WHAT IS EXPECTED: Transcribe every record without leaving anything out or changing a word.

[Dataset entries]
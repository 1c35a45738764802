use async_trait::async_trait;
use homeflow::core::collab::{
    CommandOutput, CommandRequest, CommandRunner, LogSink, StaticSecrets,
};
use homeflow::core::config::HomeflowConfig;
use homeflow::core::error::TaskError;
use homeflow::core::flow::{FlowRunner, ParameterValues, TaskState};
use homeflow::jobs::{self, git_push, JobDeps};
use serde_json::json;
use std::path::PathBuf;
use std::sync::{Arc, Mutex};

/// Records every request; fails `git push` in directories containing `fail_in`.
#[derive(Default)]
struct FakeGit {
    calls: Mutex<Vec<CommandRequest>>,
    fail_in: Option<String>,
}

impl FakeGit {
    fn calls(&self) -> Vec<CommandRequest> {
        self.calls.lock().expect("lock").clone()
    }
}

#[async_trait]
impl CommandRunner for FakeGit {
    async fn run(&self, request: &CommandRequest) -> Result<CommandOutput, TaskError> {
        self.calls.lock().expect("lock").push(request.clone());
        let failing = self
            .fail_in
            .as_deref()
            .is_some_and(|dir| request.cwd.to_string_lossy().contains(dir));
        if failing && request.args.first().map(String::as_str) == Some("push") {
            return Ok(CommandOutput {
                stdout: String::new(),
                stderr: "rejected".to_string(),
                exit_code: 1,
            });
        }
        Ok(CommandOutput::default())
    }
}

fn config() -> HomeflowConfig {
    let mut config = HomeflowConfig::default();
    config.jobs.git_push.base_path = PathBuf::from("/srv/code");
    config.jobs.git_push.repos = vec!["blog-site".to_string(), "home-api".to_string()];
    config
}

fn deps(git: Arc<FakeGit>) -> JobDeps {
    JobDeps {
        secrets: Arc::new(StaticSecrets::new()),
        notifier: Arc::new(LogSink),
        commands: git,
        http: jobs::http_client().expect("http client"),
    }
}

#[tokio::test]
async fn every_repository_is_committed_and_pushed() {
    let git = Arc::new(FakeGit::default());
    let graph = git_push::build(&config(), &deps(git.clone())).expect("flow");

    let result = FlowRunner::default()
        .run(&graph, ParameterValues::new())
        .await
        .expect("run");

    assert!(result.is_success());
    assert_eq!(
        result.output("commit_and_push"),
        Some(&json!([
            { "path": "/srv/code/blog-site", "branch": "master" },
            { "path": "/srv/code/home-api", "branch": "develop" }
        ]))
    );

    let calls = git.calls();
    assert_eq!(calls.len(), 6);
    let blog: Vec<String> = calls
        .iter()
        .filter(|call| call.cwd == PathBuf::from("/srv/code/blog-site"))
        .map(CommandRequest::display)
        .collect();
    assert_eq!(
        blog,
        vec![
            "git add --all".to_string(),
            "git commit --allow-empty -m Automatic commit done by homeflow.".to_string(),
            "git push origin master".to_string(),
        ]
    );
}

#[tokio::test]
async fn one_rejected_push_fails_the_mapped_task() {
    let git = Arc::new(FakeGit {
        calls: Mutex::new(Vec::new()),
        fail_in: Some("home-api".to_string()),
    });
    let graph = git_push::build(&config(), &deps(git.clone())).expect("flow");

    let result = FlowRunner::default()
        .run(&graph, ParameterValues::new())
        .await
        .expect("run");

    assert_eq!(result.failed_tasks(), vec!["commit_and_push"]);
    let record = result.record("commit_and_push").expect("record");
    assert_eq!(record.children, vec![TaskState::Success, TaskState::Failed]);
    let error = record.error.as_ref().expect("error");
    assert_eq!(error.code, "CMD-001");
    assert_eq!(error.context.get("project"), Some(&"/srv/code/home-api".to_string()));
    assert_eq!(error.context.get("stderr"), Some(&"rejected".to_string()));
}

#[tokio::test]
async fn custom_branch_rules_apply() {
    let mut config = config();
    config.jobs.git_push.branch_rules = vec![];
    config.jobs.git_push.default_branch = "main".to_string();
    let git = Arc::new(FakeGit::default());
    let graph = git_push::build(&config, &deps(git.clone())).expect("flow");

    FlowRunner::default()
        .run(&graph, ParameterValues::new())
        .await
        .expect("run");

    let pushes: Vec<String> = git
        .calls()
        .iter()
        .filter(|call| call.args.first().map(String::as_str) == Some("push"))
        .map(CommandRequest::display)
        .collect();
    assert_eq!(pushes, vec!["git push origin main", "git push origin main"]);
}

#[tokio::test]
async fn no_repositories_is_a_successful_no_op() {
    let git = Arc::new(FakeGit::default());
    let graph = git_push::build(&HomeflowConfig::default(), &deps(git.clone())).expect("flow");
    let result = FlowRunner::default()
        .run(&graph, ParameterValues::new())
        .await
        .expect("run");
    assert!(result.is_success());
    assert_eq!(result.output("commit_and_push"), Some(&json!([])));
    assert!(git.calls().is_empty());
}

YOUR SOLUTION:
repository 1c35a45738764802
use async_trait::async_trait;
use homeflow::core::collab::{
    CommandOutput, CommandRequest, CommandRunner, LogSink, StaticSecrets,
};
use homeflow::core::config::HomeflowConfig;
use homeflow::core::error::TaskError;
use homeflow::core::flow::{FlowRunner, ParameterValues, TaskState};
use homeflow::jobs::{self, git_push, JobDeps};
use serde_json::json;
use std::path::PathBuf;
use std::sync::{Arc, Mutex};

/// Records every request; fails `git push` in directories containing `fail_in`.
#[derive(Default)]
struct FakeGit {
    calls: Mutex<Vec<CommandRequest>>,
    fail_in: Option<String>,
}

impl FakeGit {
    fn calls(&self) -> Vec<CommandRequest> {
        self.calls.lock().expect("lock").clone()
    }
}

#[async_trait]
impl CommandRunner for FakeGit {
    async fn run(&self, request: &CommandRequest) -> Result<CommandOutput, TaskError> {
        self.calls.lock().expect("lock").push(request.clone());
        let failing = self
            .fail_in
            .as_deref()
            .is_some_and(|dir| request.cwd.to_string_lossy().contains(dir));
        if failing && request.args.first().map(String::as_str) == Some("push") {
            return Ok(CommandOutput {
                stdout: String::new(),
                stderr: "rejected".to_string(),
                exit_code: 1,
            });
        }
        Ok(CommandOutput::default())
    }
}

fn config() -> HomeflowConfig {
    let mut config = HomeflowConfig::default();
    config.jobs.git_push.base_path = PathBuf::from("/srv/code");
    config.jobs.git_push.repos = vec!["blog-site".to_string(), "home-api".to_string()];
    config
}

fn deps(git: Arc<FakeGit>) -> JobDeps {
    JobDeps {
        secrets: Arc::new(StaticSecrets::new()),
        notifier: Arc::new(LogSink),
        commands: git,
        http: jobs::http_client().expect("http client"),
    }
}

#[tokio::test]
async fn every_repository_is_committed_and_pushed() {
    let git = Arc::new(FakeGit::default());
    let graph = git_push::build(&config(), &deps(git.clone())).expect("flow");

    let result = FlowRunner::default()
        .run(&graph, ParameterValues::new())
        .await
        .expect("run");

    assert!(result.is_success());
    assert_eq!(
        result.output("commit_and_push"),
        Some(&json!([
            { "path": "/srv/code/blog-site", "branch": "master" },
            { "path": "/srv/code/home-api", "branch": "develop" }
        ]))
    );

    let calls = git.calls();
    assert_eq!(calls.len(), 6);
    let blog: Vec<String> = calls
        .iter()
        .filter(|call| call.cwd == PathBuf::from("/srv/code/blog-site"))
        .map(CommandRequest::display)
        .collect();
    assert_eq!(
        blog,
        vec![
            "git add --all".to_string(),
            "git commit --allow-empty -m Automatic commit done by homeflow.".to_string(),
            "git push origin master".to_string(),
        ]
    );
}

#[tokio::test]
async fn one_rejected_push_fails_the_mapped_task() {
    let git = Arc::new(FakeGit {
        calls: Mutex::new(Vec::new()),
        fail_in: Some("home-api".to_string()),
    });
    let graph = git_push::build(&config(), &deps(git.clone())).expect("flow");

    let result = FlowRunner::default()
        .run(&graph, ParameterValues::new())
        .await
        .expect("run");

    assert_eq!(result.failed_tasks(), vec!["commit_and_push"]);
    let record = result.record("commit_and_push").expect("record");
    assert_eq!(record.children, vec![TaskState::Success, TaskState::Failed]);
    let error = record.error.as_ref().expect("error");
    assert_eq!(error.code, "CMD-001");
    assert_eq!(error.context.get("project"), Some(&"/srv/code/home-api".to_string()));
    assert_eq!(error.context.get("stderr"), Some(&"rejected".to_string()));
}

#[tokio::test]
async fn custom_branch_rules_apply() {
    let mut config = config();
    config.jobs.git_push.branch_rules = vec![];
    config.jobs.git_push.default_branch = "main".to_string();
    let git = Arc::new(FakeGit::default());
    let graph = git_push::build(&config, &deps(git.clone())).expect("flow");

    FlowRunner::default()
        .run(&graph, ParameterValues::new())
        .await
        .expect("run");

    let pushes: Vec<String> = git
        .calls()
        .iter()
        .filter(|call| call.args.first().map(String::as_str) == Some("push"))
        .map(CommandRequest::display)
        .collect();
    assert_eq!(pushes, vec!["git push origin main", "git push origin main"]);
}

#[tokio::test]
async fn no_repositories_is_a_successful_no_op() {
    let git = Arc::new(FakeGit::default());
    let graph = git_push::build(&HomeflowConfig::default(), &deps(git.clone())).expect("flow");
    let result = FlowRunner::default()
        .run(&graph, ParameterValues::new())
        .await
        .expect("run");
    assert!(result.is_success());
    assert_eq!(result.output("commit_and_push"), Some(&json!([])));
    assert!(git.calls().is_empty());
}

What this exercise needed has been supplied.